Nachwuchsgruppe Digitale Bildanalytik (HiGHDiBi)

Förderkennzeichen: 01ZZ2004
Gesamte Fördersumme: 1.433.929 EUR
Förderzeitraum: 2021 - 2026
Projektleitung: Prof. Dr. Denis Schapiro
Adresse: Universitätsklinikum Heidelberg
Im Neuenheimer Feld 672
69120 Heidelberg

Nachwuchsgruppe Digitale Bildanalytik (HiGHDiBi)

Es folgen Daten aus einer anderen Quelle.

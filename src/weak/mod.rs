mod labeler;
mod rules;

pub use labeler::WeakLabeler;
pub use rules::{KeywordRule, RuleTable, aspect_rules, sentiment_rules};
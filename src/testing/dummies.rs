use crate::core::document::Document;
use chrono::NaiveDate;

/// Builds one document per text with fixed metadata, for tests that only care
/// about the review text.
pub fn documents(texts: &[&str]) -> Vec<Document> {
    texts
        .iter()
        .enumerate()
        .map(|(i, t)| document(t, 1 + (i % 5) as u8))
        .collect()
}

pub fn document(text: &str, rating: u8) -> Document {
    Document::new(
        "The Blue Plate".into(),
        format!("reviewer-{rating}"),
        text.into(),
        rating,
        NaiveDate::from_ymd_opt(2021, 3, 9)
            .unwrap()
            .and_hms_opt(12, 45, 0)
            .unwrap(),
    )
}

/// Tokenizes a slice of raw texts through the production cleaning path.
pub fn token_corpus(texts: &[&str]) -> Vec<Vec<String>> {
    texts.iter().map(|t| crate::text::tokenize(t)).collect()
}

Das Ziel dieses Vorhabens ist die Einrichtung einer Nachwuchsgruppe im Bereich digitale Bildanalytik. Die Nachwuchsgruppe soll hochdimensionale Bildinformationen von Geweben zu erfassen sowie auszuwerten. Dafür wird die Gruppe auch rechnergestützten Methoden zur Untersuchung räumlich verteilter biomedizinischer Daten entwickeln. Damit stärkt die Gruppe den Standort Heidelberg und das HiGHmed Konsortium. Die Gruppe wird am Institut für Computational Biomedicine gesiedelt (Leitung: Professor Julio Saez-Rodriguez). Die Gruppe wird mit der Gruppe von Prof. Saez-Rodriguez sowie mit anderen Partnern des HiGHmed Konsortiums, insbesondere dem Institut für Pathologie, zusammenarbeiten. Der Schwerpunkt wird zunächst auf dem Anwendungsfall Onkologie liegen.

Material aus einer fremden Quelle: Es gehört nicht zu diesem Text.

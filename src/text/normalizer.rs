use crate::text::stopwords::is_stopword;

/// Curly/smart quote variants that must be treated as punctuation even though
/// they fall outside the ASCII range.
const SMART_QUOTES: [char; 4] = ['\u{2018}', '\u{2019}', '\u{201C}', '\u{201D}'];

#[inline]
fn is_strippable(ch: char) -> bool {
    ch.is_numeric() || ch.is_ascii_punctuation() || SMART_QUOTES.contains(&ch)
}

/// Normalizes raw review text.
///
/// Order matters: lowercasing and digit/punctuation deletion happen first so
/// that stopword matching runs on bare lowercase tokens. Whitespace runs
/// collapse to a single space. No stemming. Pure function; applying it to an
/// already-clean string returns the string unchanged.
pub fn clean(text: &str) -> String {
    let mut stripped = String::with_capacity(text.len());
    for ch in text.chars() {
        if is_strippable(ch) {
            continue;
        }
        for lc in ch.to_lowercase() {
            stripped.push(lc);
        }
    }

    let mut out = String::with_capacity(stripped.len());
    for token in stripped.split_whitespace() {
        if is_stopword(token) {
            continue;
        }
        if !out.is_empty() {
            out.push(' ');
        }
        out.push_str(token);
    }
    out
}

/// `clean` followed by whitespace splitting; the token sequence every
/// downstream component consumes.
pub fn tokenize(text: &str) -> Vec<String> {
    clean(text)
        .split_whitespace()
        .map(str::to_string)
        .collect()
}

Nachwuchsgruppe "Medical Health Data"

Förderkennzeichen: 01ZZ2001
Gesamte Fördersumme: 1.390.241 EUR
Förderzeitraum: 2020 - 2025
Projektleitung: Dr. Sören Lukassen
Adresse: Berliner Institut für Gesundheitsforschung, Zentrum Digitale Gesundheit
Kapelle-Ufer 2
10117 Berlin

Nachwuchsgruppe "Medical Health Data"

Es wird eine Nachwuchsgruppe mit dem Schwerpunkt Medical Health Data im Rahmen der Aufbau- und Vernetzungsphase der Medizininformatik-Initiative (HiGHmed Konsortium) beantragt. Die Nachwuchsgruppe wird in einem öffentlichen und transparenten Auswahlverfahren ab Januar 2020 bestimmt. Der erfolgreiche Bewerber/die erfolgreiche Bewerberin wird Fähigkeiten in wenigstens drei der nachfolgenden Bereiche vorweisen können: multi-omics Datenanalyse, Big-Data-Analyse, mathemathische Modellierung und Methoden der Künstlichen Intelligenz. Der wissenschaftliche Fokus wird sich im Bereich der translationalen Forschung, Medical Health Data bzw. der personalisierten Medizin bewegen. In diesen Bereichen wird sich die Nachwuchsgruppe hervorragend in die Forschungsarbeit am BIH - Digital Health Center der Charité-Universitätsmedizin Berlin integrieren. Die Nachwuchsgruppe wird stark von der engen Verbindung und räumlichen Nähe zwischen dem BIH als exzellentes Forschungszentrum und der Charité als eines der renommiertesten Krankenhäuser Europas profitieren.